Another Christian said, “someone has to stop Daesh...because they want to destroy everything and bring...the world back to the Middle Ages.”
Mr. Fisher also reports that those he interviewed were “astonished” when told that two of Canada's political parties have opposed the plan to send Canadian warplanes to assist them.
The day before, Matthew Fisher interviewed other local members of minority communities, including Behar Namiq, a Kurdish shop owner in Erbil, who said, “I know all about what Canada is doing”.... “it will be very good what the Canadians will soon do [here] in Iraq.”
The Iraqi government has requested Canada's assistance, as reflected in today's motion, but ordinary Iraqis have asked for this assistance. When I spoke to Patriarch Sako, he asked for Canada's military assistance. People understand that this country has some capacity to project our power in their defence, and so too do Canadians.
As the Minister for Multiculturalism, I have received dozens of letters from Canadians calling on our government to take serious action to support military action in Iraq in order to protect the innocent.
I have a letter from Father Sarmed Balious, on behalf of Canadian Chaldean Catholics, who said:
...we declare our strong support to Canada's decision to join the Allies in conducting air strikes against Islamic militants for up to six months in Iraq.
I have a letter from Muslims Facing Tomorrow, who wrote:
We support [the Prime Minister and his government] unconditionally in the stated mission to degrade and contain ISIL as put forth in the motion before the House.
I think we should heed these voices.
Let me address a canard that I believe was raised by the Leader of the Opposition, who suggested that ISIL is just another manifestation of the same forces that the United States has been encountering in Iraq for 10 years. The American forces have not been present in Iraq for the past two years, as President Obama has completed the American military mission in Iraq.

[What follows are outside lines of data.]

//! Frame Pipeline
//!
//! One iteration composites the active stack into the output buffer and
//! hands it to every driver:
//!
//! 1. zero the composite
//! 2. per active layer: zero the scratch canvas, run the layer, blend and
//!    compose it into the composite
//! 3. scale by the global brightness
//! 4. gamma-correct into the output buffer
//! 5. ingest + push on every driver
//! 6. record the frame period
//!
//! Layer faults are contained by the layer, driver faults by the driver
//! loop, and a panic in the shared stages drops that frame's output.

use std::panic::{self, AssertUnwindSafe};
use std::rc::Rc;
use std::time::Instant;

use tracing::{debug, error};

use super::diagnostics::{Diagnostics, FrameReport};
use super::driver::OutputDriver;
use super::framerate::FramerateHistory;
use crate::audio::AudioManager;
use crate::config::ControllerConfig;
use crate::error::LightstackError;
use crate::globals::Globals;
use crate::graphics::{blend, compose, Canvas, Gamma};
use crate::layers::{panic_reason, RenderInputs, RunOutcome, StackManager};
use crate::logsink::LogSink;
use crate::shard::FrameTime;

/// Per-frame compositor and its exclusively owned buffers
pub struct Pipeline {
    scratch: Canvas,
    composite: Canvas,
    output: Canvas,
    gamma: Gamma,
    drivers: Vec<Box<dyn OutputDriver>>,
    history: FramerateHistory,
    log: Rc<dyn LogSink>,
    started: Option<Instant>,
    frames: u64,
    render_faults: u64,
    driver_faults: u64,
    active_layers: usize,
    #[cfg(test)]
    poison_next_frame: bool,
}

impl Pipeline {
    pub fn new(config: &ControllerConfig, log: Rc<dyn LogSink>) -> Self {
        Self {
            scratch: Canvas::new(config.width, config.height),
            composite: Canvas::new(config.width, config.height),
            output: Canvas::new(config.width, config.height),
            gamma: Gamma::new(config.gamma),
            drivers: Vec::new(),
            history: FramerateHistory::new(config.framerate_window),
            log,
            started: None,
            frames: 0,
            render_faults: 0,
            driver_faults: 0,
            active_layers: 0,
            #[cfg(test)]
            poison_next_frame: false,
        }
    }

    /// Register an output driver; drivers are pushed in registration order
    pub fn add_driver(&mut self, driver: Box<dyn OutputDriver>) {
        debug!(driver = driver.name(), "driver registered");
        self.drivers.push(driver);
    }

    pub fn set_gamma(&mut self, gamma: Gamma) {
        self.gamma = gamma;
    }

    /// Last gamma-corrected output buffer
    pub fn output(&self) -> &Canvas {
        &self.output
    }

    pub fn frames(&self) -> u64 {
        self.frames
    }

    pub fn framerate(&self) -> f64 {
        self.history.framerate()
    }

    /// Run one frame against the currently active stack
    ///
    /// The active stack is captured once, so a switch only takes effect on
    /// the next call.
    pub fn render_frame(&mut self, stacks: &mut StackManager, globals: &Globals, audio: &mut AudioManager) -> FrameReport {
        let now = Instant::now();
        let started = *self.started.get_or_insert(now);
        self.history.mark(now);

        let mut report = FrameReport {
            index: self.frames,
            ..FrameReport::default()
        };
        let inputs = RenderInputs {
            palette: globals.palette(),
            audio: audio.strengths(),
            time: FrameTime {
                index: self.frames,
                elapsed: now.saturating_duration_since(started),
            },
        };
        let brightness = globals.brightness();
        let stack = stacks.active_mut();
        #[cfg(test)]
        let poisoned = std::mem::take(&mut self.poison_next_frame);

        let Self {
            scratch,
            composite,
            output,
            gamma,
            ..
        } = &mut *self;
        let shared = panic::catch_unwind(AssertUnwindSafe(|| {
            #[cfg(test)]
            if poisoned {
                panic!("poisoned frame");
            }
            composite.clear();
            for layer in stack.layers_mut() {
                scratch.clear();
                match layer.run(scratch, inputs) {
                    RunOutcome::Rendered => {
                        blend(layer.blending_mode(), composite, scratch);
                        compose(layer.composition_mode(), scratch, composite);
                        report.rendered += 1;
                    }
                    RunOutcome::Skipped => report.skipped += 1,
                    RunOutcome::Faulted => report.faulted += 1,
                }
            }
            composite.scale(brightness);
            gamma.apply(composite, output);
        }));

        self.frames += 1;
        self.render_faults += report.faulted as u64;
        self.active_layers = report.rendered;

        if shared.is_err() {
            error!(frame = report.index, "compositing failed, frame dropped");
            report.dropped = true;
        } else {
            report.driver_faults = self.push_output();
            self.driver_faults += report.driver_faults as u64;
        }

        report.elapsed = now.elapsed();
        report
    }

    fn push_output(&mut self) -> usize {
        let mut faults = 0;
        for driver in &mut self.drivers {
            let output = &self.output;
            let result = panic::catch_unwind(AssertUnwindSafe(|| {
                driver.ingest(output).and_then(|()| driver.push())
            }))
            .unwrap_or_else(|payload| {
                Err(LightstackError::Driver {
                    driver: driver.name().to_string(),
                    reason: panic_reason(payload.as_ref()),
                })
            });
            if let Err(e) = result {
                faults += 1;
                let fault = match e {
                    err @ LightstackError::Driver { .. } => err,
                    other => LightstackError::Driver {
                        driver: driver.name().to_string(),
                        reason: other.to_string(),
                    },
                };
                self.log.log_exception(&fault);
            }
        }
        faults
    }

    /// Statistics for the control surface
    pub fn diagnostics(&self, stacks: &StackManager) -> Diagnostics {
        Diagnostics {
            framerate: self.history.framerate(),
            frames: self.frames,
            active_layers: self.active_layers,
            render_faults: self.render_faults,
            driver_faults: self.driver_faults,
            active_stack: stacks.active_name(),
        }
    }
}

impl std::fmt::Debug for Pipeline {
    fn fmt(&self, f: &mut std::fmt::Formatter<'_>) -> std::fmt::Result {
        f.debug_struct("Pipeline")
            .field("frames", &self.frames)
            .field("drivers", &self.drivers.iter().map(|d| d.name()).collect::<Vec<_>>())
            .field("gamma", &self.gamma.exponent())
            .finish()
    }
}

There is a complete and radical difference in the nature of this organization. It is true that some Baathist figures and some tribal Sunni figures have assisted Daesh in recent months. However, this is a fundamentally different organization, given the nature of its actions, its effort to create a caliphate and project state-like power through the entire region, indeed to explicitly target Canada.
If it can be said that the position of the Leader of the Opposition is that this is too great a challenge for us to address militarily, that could also be said of this arc of violence that is motivated by the doctrine of armed jihad that we see from West Africa, from Boko Haram in Nigeria to al Shabaab in East Africa, through the various Salafi-Jihadi forces, through Yemen, the Levant, Daesh itself, and al-Nusra, al Qaeda, the Deobandi, and Taliban militias in Pakistan, all the way to the southern Philippines. There is an arc of violence held together by a common perversion of theology. In the broadest sense it is a civilizational struggle for all civilized people, but in this motion, we are talking about one immediate action that we can take to help, we hope, save some lives. I believe doing so is in the truest Canadian tradition.
I call upon all members to support the motion.